In Scotland a complacent SNP Government got a bloody nose, the Conservatives are back as an ably led party you can actually vote for and Labour, at last, is off its knees and fighting back.

As 2017 ended the SNP’s political mastery of Scotland had begun to look like a temporary thing and, surprisingly, Mrs May was on a bit of an up. There will be endless difficulties over Brexit in 2018 - this time next year things will look at their worst - but the chances of a sensible arrangement being in place by March 2019 are actually better than they were.

For business also the world did not fall off a cliff. Profits, employment and the stock market were all up . Of course Brexit is an issue but not the biggest issue business has ever faced - it will manage.

There are, however, deep and interlinked problems which are both political and economic in nature and which - if they go much further the wrong way - could do lasting damage.

The unhelpful cocktail is mediocre economic growth and very poor productivity growth, leading to real wages which have been stagnant for a decade and likely to remain so for a considerable time to come . Intergenerational unfairness abounds - the baby boomers have nicked all the pies. Many people have given up on the one thing we all need - hope - a feeling that things will get better for us and our families. Without that , battles over the economic cake increase, people start to imagine that political change such as Brexit or Scottish independence will provide some relief when the reality is that one is, and the other would be, destroyers of prosperity.

What is to be done? I would suggest three things.

First, we need to address intergenerational unfairness. I should be paying more tax and my children and grandchildren should be paying less. Some politician has to have the courage to say this and act upon it.

Second, politicians should resist vainglorious frolicks. No more referendums, no more wrenching political change which creates a climate of uncertainty for business which in turn dampens investment and the rising wages and wealth which that brings.
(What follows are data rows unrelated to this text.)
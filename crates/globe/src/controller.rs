//! Explicit globe state machine.
//!
//! All mutable state of a mounted globe lives here and changes only through
//! `tick` (once per frame) and the pointer/resize handlers. Nothing is hidden
//! in host callbacks.

use foundation::math::Vec2;
use foundation::time::Time;
use runtime::{Event, EventBus, Frame, Metrics};

use crate::animator::MarkerAnimator;
use crate::config::GlobeConfig;
use crate::input::{InputEvent, InputSource};
use crate::model::{Connection, HeatmapPoint, Marker, Scene};
use crate::overlay::{OverlayFrame, OverlayRenderer};
use crate::picking::{HitOptions, MarkerHit, hit_test};
use crate::projection::View;
use crate::resize::{ContainerSize, RenderSurfaceState, ResizeManager, SurfaceSize};
use crate::rotation::{RotationPhysics, RotationState};
use crate::surface::{AnimatedMarker, SphereFrame};

/// Interaction events retained for inspection.
const EVENT_LOG_LIMIT: usize = 1024;

/// Invoked synchronously when a hovered marker is released on.
///
/// Handlers must not call back into the session that owns the controller.
pub type MarkerClickHandler = Box<dyn FnMut(&Marker)>;

/// Snapshot of the controller-owned state.
#[derive(Debug, Copy, Clone, PartialEq)]
pub struct GlobeState {
    pub rotation: RotationState,
    pub surface: RenderSurfaceState,
}

/// Output of one tick, ready for the two surfaces.
#[derive(Debug, Clone, PartialEq)]
pub struct FrameOutput {
    pub sphere: SphereFrame,
    pub overlay: OverlayFrame,
}

pub struct GlobeController {
    config: GlobeConfig,
    physics: RotationPhysics,
    rotation: RotationState,
    resize: ResizeManager,
    animator: MarkerAnimator,
    overlay: OverlayRenderer,
    hit_options: HitOptions,
    scene: Scene,
    hover: Option<MarkerHit>,
    /// Last pointer position over the surface (display space).
    pointer: Option<Vec2>,
    on_click: Option<MarkerClickHandler>,
    started_at: Option<Time>,
    events: EventBus,
    metrics: Metrics,
}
Third, as well as delivering stability, politicians must concentrate on supporting economic growth. Social justice should play second fiddle to faster economic growth - because the latter is a proven creator of the former - but it doesn’t work the other way around despite politicians desperately hoping it does. Each regulation, each law, each well intentioned policy, should be tested against the criterion of whether it will help or hinder growth. We need to get out of the doldrums or trouble will follow.